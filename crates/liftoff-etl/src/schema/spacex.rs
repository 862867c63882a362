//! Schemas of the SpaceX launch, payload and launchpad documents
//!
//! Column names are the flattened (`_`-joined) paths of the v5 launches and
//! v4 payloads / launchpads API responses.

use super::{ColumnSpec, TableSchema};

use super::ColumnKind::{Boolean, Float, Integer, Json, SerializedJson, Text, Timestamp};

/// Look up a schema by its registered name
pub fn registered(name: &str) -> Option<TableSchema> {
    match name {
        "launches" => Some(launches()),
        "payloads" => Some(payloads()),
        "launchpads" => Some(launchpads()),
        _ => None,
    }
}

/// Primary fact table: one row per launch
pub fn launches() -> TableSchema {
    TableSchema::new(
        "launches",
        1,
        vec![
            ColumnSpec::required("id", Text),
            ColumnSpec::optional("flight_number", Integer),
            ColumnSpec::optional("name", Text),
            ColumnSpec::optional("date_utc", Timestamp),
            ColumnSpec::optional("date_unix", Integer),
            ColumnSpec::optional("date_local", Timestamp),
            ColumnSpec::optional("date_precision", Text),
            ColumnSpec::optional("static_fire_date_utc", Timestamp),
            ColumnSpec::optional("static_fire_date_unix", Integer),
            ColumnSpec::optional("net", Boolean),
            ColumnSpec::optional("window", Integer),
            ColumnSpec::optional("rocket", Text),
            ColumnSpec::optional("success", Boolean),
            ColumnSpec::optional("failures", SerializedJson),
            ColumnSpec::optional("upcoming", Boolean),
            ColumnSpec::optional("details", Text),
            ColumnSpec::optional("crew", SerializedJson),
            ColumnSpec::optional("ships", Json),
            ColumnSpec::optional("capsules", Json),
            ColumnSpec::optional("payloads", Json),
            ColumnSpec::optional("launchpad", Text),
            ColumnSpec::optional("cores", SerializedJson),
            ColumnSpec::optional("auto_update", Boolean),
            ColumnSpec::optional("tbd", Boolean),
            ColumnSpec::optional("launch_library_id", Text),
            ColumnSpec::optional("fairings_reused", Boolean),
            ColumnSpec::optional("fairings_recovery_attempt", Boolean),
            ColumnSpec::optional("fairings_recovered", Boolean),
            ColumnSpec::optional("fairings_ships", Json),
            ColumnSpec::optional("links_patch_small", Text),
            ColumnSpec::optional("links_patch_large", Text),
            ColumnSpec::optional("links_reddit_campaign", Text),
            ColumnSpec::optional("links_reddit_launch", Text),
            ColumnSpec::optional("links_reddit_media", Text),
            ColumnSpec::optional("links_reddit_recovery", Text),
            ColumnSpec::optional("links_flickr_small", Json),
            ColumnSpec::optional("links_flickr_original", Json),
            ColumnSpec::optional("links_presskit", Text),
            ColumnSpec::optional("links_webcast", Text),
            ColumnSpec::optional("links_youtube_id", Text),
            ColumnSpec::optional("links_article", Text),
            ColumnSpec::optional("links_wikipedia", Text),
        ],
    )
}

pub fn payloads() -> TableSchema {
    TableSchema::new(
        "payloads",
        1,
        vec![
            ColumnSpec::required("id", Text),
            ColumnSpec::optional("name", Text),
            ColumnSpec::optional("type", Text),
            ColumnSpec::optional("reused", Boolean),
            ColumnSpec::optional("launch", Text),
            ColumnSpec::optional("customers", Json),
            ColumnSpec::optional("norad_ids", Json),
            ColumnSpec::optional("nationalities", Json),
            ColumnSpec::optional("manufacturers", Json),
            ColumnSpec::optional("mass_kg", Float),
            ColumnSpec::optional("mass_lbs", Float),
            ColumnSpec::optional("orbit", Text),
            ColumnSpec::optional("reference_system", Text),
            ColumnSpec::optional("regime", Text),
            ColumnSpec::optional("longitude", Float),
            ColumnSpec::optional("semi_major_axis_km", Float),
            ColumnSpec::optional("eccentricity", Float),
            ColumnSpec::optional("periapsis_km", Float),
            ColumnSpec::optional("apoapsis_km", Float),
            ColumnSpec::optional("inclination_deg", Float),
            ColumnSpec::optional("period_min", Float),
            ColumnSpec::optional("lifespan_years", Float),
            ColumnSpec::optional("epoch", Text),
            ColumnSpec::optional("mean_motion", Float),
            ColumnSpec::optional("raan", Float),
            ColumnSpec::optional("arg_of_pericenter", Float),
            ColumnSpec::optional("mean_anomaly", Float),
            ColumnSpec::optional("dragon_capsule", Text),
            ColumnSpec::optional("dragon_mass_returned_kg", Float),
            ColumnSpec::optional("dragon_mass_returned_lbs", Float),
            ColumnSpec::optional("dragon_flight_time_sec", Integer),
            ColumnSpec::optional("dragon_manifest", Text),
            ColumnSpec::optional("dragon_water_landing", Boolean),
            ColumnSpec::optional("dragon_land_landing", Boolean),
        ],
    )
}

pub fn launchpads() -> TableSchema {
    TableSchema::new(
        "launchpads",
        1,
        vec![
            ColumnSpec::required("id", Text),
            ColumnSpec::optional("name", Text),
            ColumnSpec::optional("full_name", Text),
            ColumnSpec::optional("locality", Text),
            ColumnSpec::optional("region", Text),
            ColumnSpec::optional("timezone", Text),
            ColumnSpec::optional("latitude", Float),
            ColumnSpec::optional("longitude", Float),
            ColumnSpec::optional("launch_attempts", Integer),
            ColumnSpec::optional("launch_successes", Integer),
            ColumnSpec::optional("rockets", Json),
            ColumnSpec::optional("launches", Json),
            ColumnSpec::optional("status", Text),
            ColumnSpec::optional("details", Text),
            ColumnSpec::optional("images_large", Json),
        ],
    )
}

...

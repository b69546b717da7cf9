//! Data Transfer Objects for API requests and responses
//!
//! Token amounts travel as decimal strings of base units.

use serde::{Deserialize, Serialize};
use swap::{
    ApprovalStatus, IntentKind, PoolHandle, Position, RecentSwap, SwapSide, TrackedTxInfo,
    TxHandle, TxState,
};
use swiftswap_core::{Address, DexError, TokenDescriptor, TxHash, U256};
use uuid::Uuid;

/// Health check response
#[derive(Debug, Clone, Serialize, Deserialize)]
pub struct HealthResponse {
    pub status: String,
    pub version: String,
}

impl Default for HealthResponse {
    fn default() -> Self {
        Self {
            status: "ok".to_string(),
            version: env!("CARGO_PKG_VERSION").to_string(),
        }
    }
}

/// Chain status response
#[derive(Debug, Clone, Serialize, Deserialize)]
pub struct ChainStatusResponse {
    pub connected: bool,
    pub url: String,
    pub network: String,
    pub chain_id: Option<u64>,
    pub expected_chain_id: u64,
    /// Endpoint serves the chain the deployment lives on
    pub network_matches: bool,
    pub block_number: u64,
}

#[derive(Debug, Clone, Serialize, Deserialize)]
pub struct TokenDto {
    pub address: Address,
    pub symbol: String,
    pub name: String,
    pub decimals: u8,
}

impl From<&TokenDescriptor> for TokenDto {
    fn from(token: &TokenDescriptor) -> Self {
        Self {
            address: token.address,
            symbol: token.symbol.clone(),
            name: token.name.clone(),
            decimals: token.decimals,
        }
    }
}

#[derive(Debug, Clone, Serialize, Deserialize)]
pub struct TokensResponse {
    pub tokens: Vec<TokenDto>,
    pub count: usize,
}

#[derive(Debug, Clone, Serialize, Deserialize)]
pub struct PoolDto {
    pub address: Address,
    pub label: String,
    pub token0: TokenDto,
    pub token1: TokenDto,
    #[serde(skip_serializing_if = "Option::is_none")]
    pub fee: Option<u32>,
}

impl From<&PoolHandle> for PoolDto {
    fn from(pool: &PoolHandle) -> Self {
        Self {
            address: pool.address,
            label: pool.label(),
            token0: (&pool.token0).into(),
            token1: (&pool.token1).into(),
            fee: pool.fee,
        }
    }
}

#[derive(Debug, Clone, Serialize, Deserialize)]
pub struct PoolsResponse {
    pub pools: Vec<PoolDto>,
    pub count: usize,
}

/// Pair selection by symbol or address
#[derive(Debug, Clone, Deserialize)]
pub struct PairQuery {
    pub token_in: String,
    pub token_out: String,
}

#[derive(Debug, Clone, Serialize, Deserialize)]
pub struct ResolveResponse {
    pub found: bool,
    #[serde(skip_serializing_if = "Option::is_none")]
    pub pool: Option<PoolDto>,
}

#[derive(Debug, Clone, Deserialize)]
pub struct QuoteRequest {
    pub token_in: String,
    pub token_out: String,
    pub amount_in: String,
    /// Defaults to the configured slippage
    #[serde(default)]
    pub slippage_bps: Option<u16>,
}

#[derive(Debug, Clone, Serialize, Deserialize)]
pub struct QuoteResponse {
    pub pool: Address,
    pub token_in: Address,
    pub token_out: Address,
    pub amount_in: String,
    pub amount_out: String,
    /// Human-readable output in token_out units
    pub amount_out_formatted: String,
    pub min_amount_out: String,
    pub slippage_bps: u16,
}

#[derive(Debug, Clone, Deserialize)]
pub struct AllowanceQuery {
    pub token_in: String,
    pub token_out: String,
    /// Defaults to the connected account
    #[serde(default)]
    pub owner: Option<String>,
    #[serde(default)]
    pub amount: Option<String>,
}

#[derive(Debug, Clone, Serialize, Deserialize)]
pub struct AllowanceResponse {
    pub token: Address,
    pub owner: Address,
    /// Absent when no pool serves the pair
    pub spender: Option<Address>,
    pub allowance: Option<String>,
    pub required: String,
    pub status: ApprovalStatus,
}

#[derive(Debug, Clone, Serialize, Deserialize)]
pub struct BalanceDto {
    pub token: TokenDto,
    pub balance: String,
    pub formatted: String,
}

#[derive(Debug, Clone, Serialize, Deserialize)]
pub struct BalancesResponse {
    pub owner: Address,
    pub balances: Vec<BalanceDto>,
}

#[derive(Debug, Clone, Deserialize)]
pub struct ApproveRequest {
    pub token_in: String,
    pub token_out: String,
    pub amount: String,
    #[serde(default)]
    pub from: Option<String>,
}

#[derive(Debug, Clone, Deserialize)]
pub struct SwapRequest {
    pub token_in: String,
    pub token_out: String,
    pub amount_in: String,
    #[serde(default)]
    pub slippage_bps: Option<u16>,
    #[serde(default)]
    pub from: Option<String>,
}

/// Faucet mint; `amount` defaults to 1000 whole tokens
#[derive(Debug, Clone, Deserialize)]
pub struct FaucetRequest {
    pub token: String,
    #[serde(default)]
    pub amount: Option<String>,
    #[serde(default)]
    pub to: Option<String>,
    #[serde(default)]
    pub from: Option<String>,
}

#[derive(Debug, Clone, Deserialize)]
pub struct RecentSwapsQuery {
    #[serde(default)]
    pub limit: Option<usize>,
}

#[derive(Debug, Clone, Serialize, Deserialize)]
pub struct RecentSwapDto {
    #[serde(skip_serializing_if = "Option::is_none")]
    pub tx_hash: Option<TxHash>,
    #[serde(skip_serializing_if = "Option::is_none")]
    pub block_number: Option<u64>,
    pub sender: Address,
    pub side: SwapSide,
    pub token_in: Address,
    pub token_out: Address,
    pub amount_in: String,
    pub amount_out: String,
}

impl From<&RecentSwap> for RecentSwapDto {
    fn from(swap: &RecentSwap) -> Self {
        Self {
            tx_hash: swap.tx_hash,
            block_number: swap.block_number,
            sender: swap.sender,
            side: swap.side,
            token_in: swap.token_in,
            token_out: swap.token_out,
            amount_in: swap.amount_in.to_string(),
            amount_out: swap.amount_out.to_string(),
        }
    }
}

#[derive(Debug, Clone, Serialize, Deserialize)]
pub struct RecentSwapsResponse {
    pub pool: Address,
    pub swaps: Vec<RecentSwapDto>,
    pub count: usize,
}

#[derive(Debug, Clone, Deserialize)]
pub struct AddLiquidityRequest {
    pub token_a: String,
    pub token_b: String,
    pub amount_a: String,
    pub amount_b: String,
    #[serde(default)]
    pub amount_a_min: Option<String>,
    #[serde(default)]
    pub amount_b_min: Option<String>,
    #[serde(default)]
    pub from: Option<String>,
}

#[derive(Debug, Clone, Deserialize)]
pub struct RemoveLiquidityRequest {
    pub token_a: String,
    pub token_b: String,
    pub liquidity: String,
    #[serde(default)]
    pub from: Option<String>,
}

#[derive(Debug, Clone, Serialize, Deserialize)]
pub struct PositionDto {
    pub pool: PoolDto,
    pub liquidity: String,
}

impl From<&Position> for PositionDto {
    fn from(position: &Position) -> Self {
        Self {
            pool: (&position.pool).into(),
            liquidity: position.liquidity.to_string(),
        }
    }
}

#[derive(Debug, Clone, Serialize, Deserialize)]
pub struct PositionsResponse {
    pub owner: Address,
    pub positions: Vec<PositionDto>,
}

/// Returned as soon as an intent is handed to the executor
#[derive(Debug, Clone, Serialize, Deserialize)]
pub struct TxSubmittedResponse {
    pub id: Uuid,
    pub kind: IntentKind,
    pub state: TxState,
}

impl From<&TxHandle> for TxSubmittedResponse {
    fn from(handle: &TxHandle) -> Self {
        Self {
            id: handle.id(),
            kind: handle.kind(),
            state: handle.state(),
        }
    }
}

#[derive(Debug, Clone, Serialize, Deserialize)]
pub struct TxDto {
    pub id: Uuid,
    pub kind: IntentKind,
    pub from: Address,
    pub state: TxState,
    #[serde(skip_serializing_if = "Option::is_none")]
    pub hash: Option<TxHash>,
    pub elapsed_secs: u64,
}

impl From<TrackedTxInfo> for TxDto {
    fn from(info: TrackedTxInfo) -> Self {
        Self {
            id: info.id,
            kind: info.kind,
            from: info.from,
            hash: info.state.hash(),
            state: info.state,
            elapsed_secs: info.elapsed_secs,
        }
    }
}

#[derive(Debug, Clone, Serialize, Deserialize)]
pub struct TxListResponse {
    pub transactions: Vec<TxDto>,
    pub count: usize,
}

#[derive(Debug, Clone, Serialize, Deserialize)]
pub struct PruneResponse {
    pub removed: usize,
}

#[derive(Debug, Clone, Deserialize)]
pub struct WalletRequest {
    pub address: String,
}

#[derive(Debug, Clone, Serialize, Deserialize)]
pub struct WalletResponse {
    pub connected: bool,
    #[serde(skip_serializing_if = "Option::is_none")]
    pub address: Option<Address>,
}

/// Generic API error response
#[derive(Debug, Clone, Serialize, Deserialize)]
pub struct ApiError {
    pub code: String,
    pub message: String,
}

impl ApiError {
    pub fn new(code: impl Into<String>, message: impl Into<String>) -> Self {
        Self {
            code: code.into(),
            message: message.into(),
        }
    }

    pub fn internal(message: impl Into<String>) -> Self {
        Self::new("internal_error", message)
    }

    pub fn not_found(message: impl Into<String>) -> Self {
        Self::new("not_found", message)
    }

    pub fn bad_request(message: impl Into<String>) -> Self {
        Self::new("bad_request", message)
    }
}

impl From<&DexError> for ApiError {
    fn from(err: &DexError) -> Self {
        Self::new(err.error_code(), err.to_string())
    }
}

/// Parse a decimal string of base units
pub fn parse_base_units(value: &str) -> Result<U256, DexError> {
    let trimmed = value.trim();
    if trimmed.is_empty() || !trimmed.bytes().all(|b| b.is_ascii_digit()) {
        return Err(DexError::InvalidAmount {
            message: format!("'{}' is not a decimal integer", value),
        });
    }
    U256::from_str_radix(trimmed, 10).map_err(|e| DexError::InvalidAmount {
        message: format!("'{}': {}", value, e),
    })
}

What the exercise asks:
Please report every line in the entries above that holds the string "SerializedJson".

Reply to the exercise:
use super::ColumnKind::{Boolean, Float, Integer, Json, SerializedJson, Text, Timestamp};
            ColumnSpec::optional("failures", SerializedJson),
            ColumnSpec::optional("crew", SerializedJson),
            ColumnSpec::optional("cores", SerializedJson),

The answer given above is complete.